[SI-LIST] Re: Microstrip Inductance (Old Wine in New Bottle)

Ed,
 
That is precisely what I meant by extrapolating resistance ideas to inductance. 
 
>Think of the impedance due to L. The current will flow in the lowest
>impedance [L(s)]. If you have a ribbon of parallel cable - current will
>flow in all of them but will be max in the ribbon that has the lowest
>impedance - which is under the trace. 
 
Where do we expect to find this lowest impedance [L(s)]? On the reference 
plane, like the lowest resistance, as shown in Fig. 5.1(Black Magic)?
 
>You get max flux because of the large current not because the inductance is 
>higher. 
 
I didn't say that max flux is because inductance is higher. Please see again, 
what I said is reproduced below. Apparently, you are agreeing that flux is max 
under the trace because of the large current. You have a situation with max 
flux and min loop area. How would you show that inductance is minimum?
 
"According to the popular screw rule, flux due to currents in T and R
(flowing in opposite directions) add up and the resulting flux
concentration (per unit area sense) will be maximum right under the
trace. This leads me to believe that inductance is maximum there."
>Inductance is a function of the area of the current loop - the minimum
>is closest to the trace. 
 
Can we make this statement- unconditionally?
 
Sainath


Ed Priest <epriest@xxxxxxxxxxxxxxxxxxx> wrote:

Think of the impedance due to L. The current will flow in the lowest
impedance [L(s)]. If you have a ribbon of parallel cable - current will
flow in all of them but will be max in the ribbon that has the lowest
impedance - which is under the trace. You get max flux because of the
large current not because the inductance is higher. 

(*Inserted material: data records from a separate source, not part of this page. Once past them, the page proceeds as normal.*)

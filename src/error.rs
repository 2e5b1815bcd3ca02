/// Failure kinds surfaced at operation boundaries
///
/// Every variant is caught where the operation runs and converted into a
/// single user-visible notification; none of them crash the process and
/// nothing is retried automatically.

use std::io;
use thiserror::Error;

use crate::upload::transport::TransportError;

#[derive(Debug, Error)]
pub enum CourierError {
    /// A source photo could not be copied into managed storage.
    /// No registry or store mutation happens when this is raised.
    #[error("could not copy {name} into managed storage: {source}")]
    Copy { name: String, source: io::Error },

    /// A backing file was missing or unreadable at upload time.
    /// No request is sent when this is raised.
    #[error("could not read {name}: {source}")]
    Read { name: String, source: io::Error },

    /// A backing file could not be deleted. Logical removal has already
    /// committed by the time this is raised and is not rolled back.
    #[error("could not delete {name}: {source}")]
    Delete { name: String, source: io::Error },

    /// The endpoint answered outside the 2xx class. The entry is retained
    /// for a later re-upload.
    #[error("upload rejected with HTTP status {status}")]
    Rejected { status: u16 },

    /// The request never produced an outcome.
    #[error(transparent)]
    Transport(#[from] TransportError),
}
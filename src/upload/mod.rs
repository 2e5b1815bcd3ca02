/// The upload pipeline
///
/// One entry at a time: read the backing file (payload.rs describes the
/// multipart body, transport.rs actually sends it), interpret the outcome,
/// and on success clean the entry out of the roll (pipeline.rs).

pub mod payload;
pub mod pipeline;
pub mod transport;
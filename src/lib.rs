//! semflow - release automation driven by conventional commits.
//!
//! # Overview
//!
//! semflow reads the commit history of a branch, derives the next semantic
//! version, and drives a two-phase release over the VCS host's API: a
//! *prepare* run stages the changelog and version file updates on a release
//! branch behind a pull request, and a *perform* run tags the merged release
//! commit. Which phase applies is inferred from the last commit message, so
//! the tool can simply run on every push to the release-managed branch.

pub mod changelog;
pub mod commits;
pub mod config;
pub mod error;
pub mod git;
pub mod strategy;
pub mod update;
pub mod vcs;
pub mod version;

// Re-export commonly used types
pub use changelog::ChangelogBuilder;
pub use commits::{Commit, CommitLinter, CommitParser};
pub use config::Config;
pub use error::{
    CommitError, ConfigError, GitError, LintViolation, ReleaseError, UpdateError, VcsError,
    VersionError,
};
pub use strategy::{PerformRelease, PrepareRelease, ReleaseContext, StrategyOutcome};
pub use vcs::{HostOptions, StagedChange, VcsHost};
pub use version::VersionResolver;
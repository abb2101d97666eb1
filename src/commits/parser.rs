//! Conventional commit extraction from raw log lines.

use regex_lite::Regex;
use tracing::debug;

use crate::config::Config;
use crate::error::{CommitError, ConfigError};

/// A structured commit parsed from a single log line.
///
/// `commit_type` carries the trailing `!` when the commit is marked breaking,
/// so `feat!` and `feat` are distinct types for section lookup.
#[derive(Debug, Clone, PartialEq, Eq)]
pub struct Commit {
    pub commit_type: String,
    pub title: String,
    pub link: Option<String>,
}

/// Parses raw commit subjects with the configured extraction regex.
///
/// The default grammar accepts `type(scope)!: [LINK] subject`, where the
/// scope, breaking marker and link are optional, and tolerates the
/// `Merged PR <n>: ` prefix that squash merges prepend.
pub struct CommitParser {
    extract_regex: Regex,
}

impl CommitParser {
    pub fn new(cfg: &Config) -> Result<Self, ConfigError> {
        let extract_regex =
            Regex::new(&cfg.extract_commit_regex).map_err(ConfigError::InvalidRegex)?;

        Ok(Self { extract_regex })
    }

    /// Extract a single commit from a raw log line.
    ///
    /// The configured regex must expose five capture groups (type, scope,
    /// breaking marker, link, title); anything it does not match is
    /// [`CommitError::Unparseable`]. The scope group is matched but not
    /// carried into the result.
    pub fn extract(&self, raw_log: &str) -> Result<Commit, CommitError> {
        let caps = self
            .extract_regex
            .captures(raw_log)
            .ok_or_else(|| CommitError::Unparseable(raw_log.to_string()))?;

        if caps.len() <= 5 {
            return Err(CommitError::Unparseable(raw_log.to_string()));
        }

        let commit_type = format!(
            "{}{}",
            caps.get(1).map_or("", |m| m.as_str()),
            caps.get(3).map_or("", |m| m.as_str()),
        );
        let link = caps
            .get(4)
            .map(|m| m.as_str())
            .filter(|link| !link.is_empty())
            .map(str::to_string);
        let title = caps.get(5).map_or("", |m| m.as_str()).to_string();

        Ok(Commit {
            commit_type,
            title,
            link,
        })
    }

    /// Extract commits from a batch of raw log lines.
    ///
    /// Lines that do not follow the grammar (merge commits, dependabot noise,
    /// trailing empty lines from a log split) are skipped, never fatal.
    pub fn extract_all(&self, raw_log_entries: &[String]) -> Vec<Commit> {
        let mut result = Vec::new();

        for raw_log in raw_log_entries {
            match self.extract(raw_log) {
                Ok(commit) => result.push(commit),
                Err(CommitError::Unparseable(_)) => {
                    debug!(entry = %raw_log, "Skipping log entry that is not a conventional commit");
                }
            }
        }

        result
    }
}
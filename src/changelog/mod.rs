//! Changelog fragment generation.

pub mod builder;

pub use builder::ChangelogBuilder;
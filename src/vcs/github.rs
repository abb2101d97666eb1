//! GitHub backend via octocrab.

use async_trait::async_trait;
use chrono::{SecondsFormat, Utc};
use octocrab::Octocrab;
use octocrab::params::State;
use serde_json::{Value, json};
use tracing::debug;

use crate::error::VcsError;

use super::{HostOptions, StagedChange, VcsHost};

/// GitHub REST backend. Addresses the repository as `{project}/{repo}`.
pub struct GitHub {
    octocrab: Octocrab,
    owner: String,
    repo: String,
}

impl GitHub {
    pub fn new(opts: &HostOptions) -> Result<Self, VcsError> {
        let octocrab = Octocrab::builder()
            .personal_token(opts.token.clone())
            .build()
            .map_err(|e| VcsError::GitHubApi(Box::new(e)))?;

        Ok(Self::with_client(octocrab, opts))
    }

    /// Build against a pre-configured client.
    ///
    /// This allows dependency injection for testing with mock servers.
    pub fn with_client(octocrab: Octocrab, opts: &HostOptions) -> Self {
        Self {
            octocrab,
            owner: opts.project.clone(),
            repo: opts.repo.clone(),
        }
    }

    fn route(&self, tail: &str) -> String {
        format!("/repos/{}/{}/{}", self.owner, self.repo, tail)
    }

    async fn get_json(&self, route: &str) -> Result<Value, octocrab::Error> {
        self.octocrab.get(route, None::<&()>).await
    }
}

/// A missing ref surfaces as a GitHub API error carrying status 404.
fn is_not_found(err: &octocrab::Error) -> bool {
    matches!(err, octocrab::Error::GitHub { source, .. } if source.status_code.as_u16() == 404)
}

fn api_error(err: octocrab::Error) -> VcsError {
    VcsError::GitHubApi(Box::new(err))
}

fn string_at(value: &Value, pointer: &str) -> Result<String, VcsError> {
    value
        .pointer(pointer)
        .and_then(Value::as_str)
        .map(str::to_string)
        .ok_or_else(|| VcsError::MalformedResponse(format!("no string at {pointer}")))
}

#[async_trait]
impl VcsHost for GitHub {
    async fn last_ref(&self, branch: &str) -> Result<Option<String>, VcsError> {
        let route = self.route(&format!("git/ref/heads/{branch}"));

        match self.get_json(&route).await {
            Ok(value) => Ok(Some(string_at(&value, "/object/sha")?)),
            Err(e) if is_not_found(&e) => Ok(None),
            Err(e) => Err(api_error(e)),
        }
    }

    async fn update_ref(
        &self,
        branch: &str,
        new_sha: &str,
        old_sha: &str,
    ) -> Result<String, VcsError> {
        // GitHub has no compare-and-swap on ref updates; the expected old
        // object only decides between creating and force-moving the ref.
        let _ = old_sha;

        let exists = match self.get_json(&self.route(&format!("git/ref/heads/{branch}"))).await {
            Ok(_) => true,
            Err(e) if is_not_found(&e) => false,
            Err(e) => return Err(api_error(e)),
        };

        if exists {
            debug!(branch = %branch, sha = %new_sha, "Force-moving existing branch");
            let _: Value = self
                .octocrab
                .patch(
                    self.route(&format!("git/refs/heads/{branch}")),
                    Some(&json!({ "sha": new_sha, "force": true })),
                )
                .await
                .map_err(api_error)?;
        } else {
            debug!(branch = %branch, sha = %new_sha, "Creating branch");
            let _: Value = self
                .octocrab
                .post(
                    self.route("git/refs"),
                    Some(&json!({ "ref": format!("refs/heads/{branch}"), "sha": new_sha })),
                )
                .await
                .map_err(api_error)?;
        }

        Ok(new_sha.to_string())
    }

    async fn push_commit(
        &self,
        branch: &str,
        last_sha: &str,
        message: &str,
        changes: &[StagedChange],
    ) -> Result<(), VcsError> {
        let base_commit = self
            .get_json(&self.route(&format!("git/commits/{last_sha}")))
            .await
            .map_err(api_error)?;
        let base_tree = string_at(&base_commit, "/tree/sha")?;

        let entries: Vec<Value> = changes
            .iter()
            .map(|change| {
                json!({
                    "path": change.path,
                    "mode": "100644",
                    "type": "blob",
                    "content": change.content,
                })
            })
            .collect();

        let tree: Value = self
            .octocrab
            .post(
                self.route("git/trees"),
                Some(&json!({ "base_tree": base_tree, "tree": entries })),
            )
            .await
            .map_err(api_error)?;
        let tree_sha = string_at(&tree, "/sha")?;

        let commit: Value = self
            .octocrab
            .post(
                self.route("git/commits"),
                Some(&json!({
                    "message": message,
                    "tree": tree_sha,
                    "parents": [last_sha],
                })),
            )
            .await
            .map_err(api_error)?;
        let commit_sha = string_at(&commit, "/sha")?;

        debug!(branch = %branch, sha = %commit_sha, "Pushing release commit");
        let _: Value = self
            .octocrab
            .patch(
                self.route(&format!("git/refs/heads/{branch}")),
                Some(&json!({ "sha": commit_sha, "force": true })),
            )
            .await
            .map_err(api_error)?;

        Ok(())
    }

    async fn find_pr(&self, to: &str, from: &str) -> Result<Option<u64>, VcsError> {
        let page = self
            .octocrab
            .pulls(&self.owner, &self.repo)
            .list()
            .state(State::Open)
            .head(format!("*:{from}"))
            .base(to)
            .send()
            .await
            .map_err(api_error)?;

        Ok(page.items.first().map(|pr| pr.number))
    }

    async fn create_pr(
        &self,
        to: &str,
        from: &str,
        title: &str,
        description: &str,
    ) -> Result<u64, VcsError> {
        let pr = self
            .octocrab
            .pulls(&self.owner, &self.repo)
            .create(title, from, to)
            .body(description)
            .send()
            .await
            .map_err(api_error)?;

        Ok(pr.number)
    }

    async fn update_pr(&self, id: u64, title: &str, description: &str) -> Result<u64, VcsError> {
        let pr: Value = self
            .octocrab
            .patch(
                self.route(&format!("pulls/{id}")),
                Some(&json!({ "title": title, "body": description })),
            )
            .await
            .map_err(api_error)?;

        pr.pointer("/number")
            .and_then(Value::as_u64)
            .ok_or_else(|| VcsError::MalformedResponse("no number on updated pull request".into()))
    }

    async fn last_commit(&self, branch: &str) -> Result<(String, String), VcsError> {
        let commit = self
            .get_json(&self.route(&format!("commits/refs/heads/{branch}")))
            .await
            .map_err(api_error)?;

        let sha = string_at(&commit, "/sha")?;
        let message = string_at(&commit, "/commit/message")?;
        Ok((sha, message))
    }

    async fn create_annotated_tag(&self, sha: &str, name: &str) -> Result<(), VcsError> {
        let tagged = Utc::now().to_rfc3339_opts(SecondsFormat::Secs, true);

        let _: Value = self
            .octocrab
            .post(
                self.route("git/tags"),
                Some(&json!({
                    "tag": name,
                    "message": name,
                    "object": sha,
                    "type": "commit",
                    "tagger": {
                        "name": "semflow",
                        "email": "no-reply@semflow.dev",
                        "date": tagged,
                    },
                })),
            )
            .await
            .map_err(api_error)?;

        let _: Value = self
            .octocrab
            .post(
                self.route("git/refs"),
                Some(&json!({ "ref": format!("refs/tags/{name}"), "sha": sha })),
            )
            .await
            .map_err(api_error)?;

        Ok(())
    }

    async fn pr_title(&self, id: u64) -> Result<String, VcsError> {
        let pr = self
            .octocrab
            .pulls(&self.owner, &self.repo)
            .get(id)
            .await
            .map_err(api_error)?;

        Ok(pr.title.unwrap_or_default())
    }
}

Inductance is a function of the area of the current loop - the minimum
is closest to the trace. 

-----Original Message-----
From: Dr. Sainath Nimmagadda [mailto:intrinsi@xxxxxxxxx] 
Sent: Monday, July 28, 2003 4:44 PM
To: si-list@xxxxxxxxxxxxx
Cc: intrinsi@xxxxxxxxx
Subject: [SI-LIST] Microstrip Inductance (Old Wine in New Bottle)

Novices and experts,

First, my thanks to Dr. Johnson for seconding my conjucture that there
is a distribution of inductance. In fact, that is how/where I started
this thread. What kind of distribution ?, least inductance or otherwise,
is a matter of follow up. Also, I am glad that Dr. Johnson supported my
view that " the "distribution of least inductance" includes the current
flowing at positions remote from the trace."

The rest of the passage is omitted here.